O tratamento cirúrgico pode apresentar alta taxa de infarto do miocárdico periprocedimento e ocorrência de refluxo tricúspide residual.9 O tratamento percutâneo, com utilização de dispositivos (coils, utilizados em fístulas pequenas, e amplatzers, utilizados em FC maiores)8,10 também pode ser complicado por dilatação aneurismática e trombose levando a embolização e isquemia miocárdica, bem como migração do dispositivo (principalmente coils em fístulas largas e com alto fluxo). Situações em que a oclusão é incompleta favorecem endocardite infecciosa e hemólise.5,8
No caso em questão, descrito inicialmente há 10 anos, de FC moderada assintomática e sem repercussões clínicas ou hemodinâmicas, em que foi optado por seguimento clínico, obervamos uma evolução bastante favorável, permanecendo a paciente sem sintomas e com boa capacidade aeróbica cardiovascular no período, na ausência de isquemia miocárdica e hiperfluxo pulmonar, mantendo função ventricular preservada, e apresentando discreto aumento no diâmetro da CD (6 para 7 mm) e do TCE (7 para 8 mm), além de pequena dilatação de câmaras esquerdas, esta justificada pelo prolapso de valva mitral que evoluiu com insuficiência importante, associação encontrada em alguns casos.

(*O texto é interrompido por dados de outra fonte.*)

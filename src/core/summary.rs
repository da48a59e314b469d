//! Run summary: renders a run report as a Markdown/HTML block for a CI
//! step summary file (`$GITHUB_STEP_SUMMARY`).

use crate::error::{Result, StackError};
use regex::Regex;
use std::io::Write;
use std::path::{Path, PathBuf};
use std::sync::OnceLock;

/// Step summaries are capped at 1 MiB; stay below it to leave room for the
/// heading and markup.
pub const MAX_SUMMARY_SIZE_BYTES: usize = 1_000_000;

/// Environment variable naming the step summary file.
pub const SUMMARY_ENV: &str = "GITHUB_STEP_SUMMARY";

fn ansi_regex() -> &'static Regex {
    static RE: OnceLock<Regex> = OnceLock::new();
    RE.get_or_init(|| {
        Regex::new(r"\x1B(?:[@-Z\\\-_]|\[[0-?]*[ -/]*[@-~])").expect("valid ANSI regex")
    })
}

/// Remove ANSI escape sequences.
pub fn strip_ansi(text: &str) -> String {
    ansi_regex().replace_all(text, "").into_owned()
}

/// Replace a single leading space on each line with `&nbsp;` so indentation
/// survives HTML rendering.
pub fn protect_indentation(text: &str) -> String {
    text.split('\n')
        .map(|line| match line.strip_prefix(' ') {
            Some(rest) => format!("&nbsp;{}", rest),
            None => line.to_string(),
        })
        .collect::<Vec<_>>()
        .join("\n")
}

/// Trim `text` to at most `max` bytes, cutting on a char boundary. With
/// `from_front`, the start is dropped and the tail kept. Returns the text
/// and whether anything was cut.
pub fn trim_to_size(text: &str, max: usize, from_front: bool) -> (String, bool) {
    if text.len() <= max {
        return (text.to_string(), false);
    }
    let excess = text.len() - max;
    let trimmed = if from_front {
        let mut start = excess;
        while !text.is_char_boundary(start) {
            start += 1;
        }
        &text[start..]
    } else {
        let mut end = max;
        while !text.is_char_boundary(end) {
            end -= 1;
        }
        &text[..end]
    };
    (trimmed.to_string(), true)
}

/// Render the summary block for one run.
pub fn render_summary(project: &str, stack: &str, output: &str, always_include_summary: bool) -> String {
    let cleaned = protect_indentation(&strip_ansi(output));
    let (message, trimmed) = trim_to_size(&cleaned, MAX_SUMMARY_SIZE_BYTES, always_include_summary);

    let mut heading = format!("Stackrun {}/{} results", project, stack);
    if trimmed {
        if always_include_summary {
            heading.push_str(" :warning: **Warn**: The output was too long and trimmed from the front.");
        } else {
            heading.push_str(" :warning: **Warn**: The output was too long and trimmed.");
        }
    }

    format!(
        "<h1>{}</h1>\n<pre lang=\"diff\"><code>{}</code></pre>\n",
        heading, message
    )
}

/// Summary file to write: the explicit path, else `$GITHUB_STEP_SUMMARY`
/// when `comment_on_summary` is set. Without either, nothing is written.
pub fn summary_target(explicit: Option<&Path>, comment_on_summary: bool) -> Option<PathBuf> {
    explicit.map(Path::to_path_buf).or_else(|| {
        if !comment_on_summary {
            return None;
        }
        std::env::var_os(SUMMARY_ENV)
            .filter(|v| !v.is_empty())
            .map(PathBuf::from)
    })
}

/// Append a rendered summary to `path`, creating the file if needed.
pub fn append_summary(path: &Path, rendered: &str) -> Result<()> {
    let mut file = std::fs::OpenOptions::new()
        .create(true)
        .append(true)
        .open(path)
        .map_err(|e| StackError::io(format!("cannot open summary file {}", path.display()), e))?;
    file.write_all(rendered.as_bytes())
        .map_err(|e| StackError::io(format!("cannot write summary file {}", path.display()), e))?;
    tracing::debug!(path = %path.display(), bytes = rendered.len(), "summary written");
    Ok(())
}

#[cfg(test)]
mod tests {
    use super::*;

    #[test]
    fn test_empty_output() {
        assert_eq!(
            render_summary("myFirstProject", "staging", "", false),
            "<h1>Stackrun myFirstProject/staging results</h1>\n<pre lang=\"diff\"><code></code></pre>\n"
        );
    }

    #[test]
    fn test_ansi_stripped() {
        assert_eq!(strip_ansi("\x1b[30mblack\x1b[37mwhite"), "blackwhite");
        assert_eq!(strip_ansi("\x1b[1;32m+\x1b[0m pet"), "+ pet");
        let rendered = render_summary("p", "s", "\x1b[30mblack\x1b[37mwhite", false);
        assert!(rendered.contains("<code>blackwhite</code>"));
    }

    #[test]
    fn test_leading_space_protected() {
        assert_eq!(
            protect_indentation(" a\n  b\nc\n"),
            "&nbsp;a\n&nbsp; b\nc\n"
        );
    }

    #[test]
    fn test_trim_from_end() {
        let message = "a".repeat(MAX_SUMMARY_SIZE_BYTES + 1);
        let rendered = render_summary("p", "s", &message, false);
        assert!(rendered.len() < 1_048_576);
        assert!(rendered.contains("The output was too long and trimmed."));
        assert!(!rendered.contains("trimmed from the front"));
    }

    #[test]
    fn test_trim_from_front_keeps_tail() {
        let tail = "this is at the end and should be in the output";
        let message = format!("😄begin{}{}", "a".repeat(MAX_SUMMARY_SIZE_BYTES), tail);
        let rendered = render_summary("p", "s", &message, true);
        assert!(rendered.contains(tail));
        assert!(!rendered.contains("begin"));
        assert!(rendered.contains("trimmed from the front."));
    }

    #[test]
    fn test_trim_respects_char_boundaries() {
        let (s, cut) = trim_to_size("ééé", 3, false);
        assert!(cut);
        assert_eq!(s, "é");
        let (s, cut) = trim_to_size("ééé", 3, true);
        assert!(cut);
        assert_eq!(s, "é");
        let (s, cut) = trim_to_size("abc", 3, true);
        assert!(!cut);
        assert_eq!(s, "abc");
    }

    #[test]
    fn test_append_summary() {
        let dir = tempfile::tempdir().unwrap();
        let path = dir.path().join("summary.md");
        std::fs::write(&path, "").unwrap();
        append_summary(&path, "one\n").unwrap();
        append_summary(&path, "two\n").unwrap();
        assert_eq!(std::fs::read_to_string(&path).unwrap(), "one\ntwo\n");
    }

    #[test]
    fn test_append_creates_file() {
        let dir = tempfile::tempdir().unwrap();
        let path = dir.path().join("fresh.md");
        append_summary(&path, "x").unwrap();
        assert_eq!(std::fs::read_to_string(&path).unwrap(), "x");
        assert!(append_summary(&dir.path().join("no/such/dir.md"), "x").is_err());
    }

    #[test]
    fn test_explicit_target_wins() {
        let p = Path::new("/tmp/explicit.md");
        assert_eq!(summary_target(Some(p), false), Some(p.to_path_buf()));
        assert_eq!(summary_target(Some(p), true), Some(p.to_path_buf()));
    }

    #[test]
    fn test_environment_summary_needs_comment_flag() {
        assert_eq!(summary_target(None, false), None);
    }
}
//! Append-only JSONL provenance event log, one file per stack.

use crate::core::types::{ProvenanceEvent, TimestampedEvent};
use crate::error::{Result, StackError};
use chrono::{SecondsFormat, Utc};
use std::io::Write;
use std::path::{Path, PathBuf};

/// Current UTC time as RFC 3339 with second precision.
pub fn now_iso8601() -> String {
    Utc::now().to_rfc3339_opts(SecondsFormat::Secs, true)
}

/// Generate a run ID.
pub fn generate_run_id() -> String {
    let id = uuid::Uuid::new_v4().simple().to_string();
    format!("r-{}", &id[..12])
}

/// Derive the event log path for a stack.
pub fn event_log_path(state_dir: &Path, stack: &str) -> PathBuf {
    state_dir.join(stack).join("events.jsonl")
}

/// Append an event to the stack's event log.
pub fn append_event(state_dir: &Path, stack: &str, event: ProvenanceEvent) -> Result<()> {
    let path = event_log_path(state_dir, stack);
    if let Some(parent) = path.parent() {
        std::fs::create_dir_all(parent)
            .map_err(|e| StackError::io("cannot create state dir", e))?;
    }

    let te = TimestampedEvent {
        ts: now_iso8601(),
        event,
    };
    let json = serde_json::to_string(&te)
        .map_err(|e| StackError::Parse(format!("JSON serialize error: {}", e)))?;

    let mut file = std::fs::OpenOptions::new()
        .create(true)
        .append(true)
        .open(&path)
        .map_err(|e| StackError::io(format!("cannot open event log {}", path.display()), e))?;

    writeln!(file, "{}", json).map_err(|e| StackError::io("write error", e))?;

    Ok(())
}

/// Read every event from a stack's log. A missing log is empty.
pub fn read_events(state_dir: &Path, stack: &str) -> Result<Vec<TimestampedEvent>> {
    let path = event_log_path(state_dir, stack);
    if !path.exists() {
        return Ok(Vec::new());
    }
    let content = std::fs::read_to_string(&path)
        .map_err(|e| StackError::io(format!("cannot read {}", path.display()), e))?;
    content
        .lines()
        .filter(|l| !l.trim().is_empty())
        .map(|l| {
            serde_json::from_str(l)
                .map_err(|e| StackError::Parse(format!("{}: {}", path.display(), e)))
        })
        .collect()
}
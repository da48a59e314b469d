//! Stackrun CLI: run fixture stacks against the random provider.

use clap::Parser;
use stackrun::cli::Cli;
use tracing_subscriber::EnvFilter;

/// Environment variable holding the log filter (e.g. `stackrun=debug`).
const LOG_ENV: &str = "STACKRUN_LOG";

fn init_tracing(verbose: bool) {
    let filter = if verbose {
        EnvFilter::new("debug")
    } else {
        EnvFilter::try_from_env(LOG_ENV).unwrap_or_else(|_| EnvFilter::new("warn"))
    };
    tracing_subscriber::fmt()
        .with_env_filter(filter)
        .with_writer(std::io::stderr)
        .with_target(false)
        .init();
}

fn main() {
    let cli = Cli::parse();
    init_tracing(cli.verbose);
    if let Err(e) = stackrun::cli::dispatch(cli.command) {
        eprintln!("error: {}", e);
        std::process::exit(1);
    }
}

Conforme previamente discutido,1 reforçamos que o tratamento conservador é seguro e deve ser realizado para pacientes assintomáticos e/ou aqueles sem complicações, como neste relato de caso. Em pacientes sintomáticos ou com complicações, entretanto, as intervenções percutâneas ou cirúrgicas estão indicadas.
Este relato demonstra, mais uma vez, a necessidade de individualização de condutas frente ao diagnóstico de fístula de artéria coronária assintomática.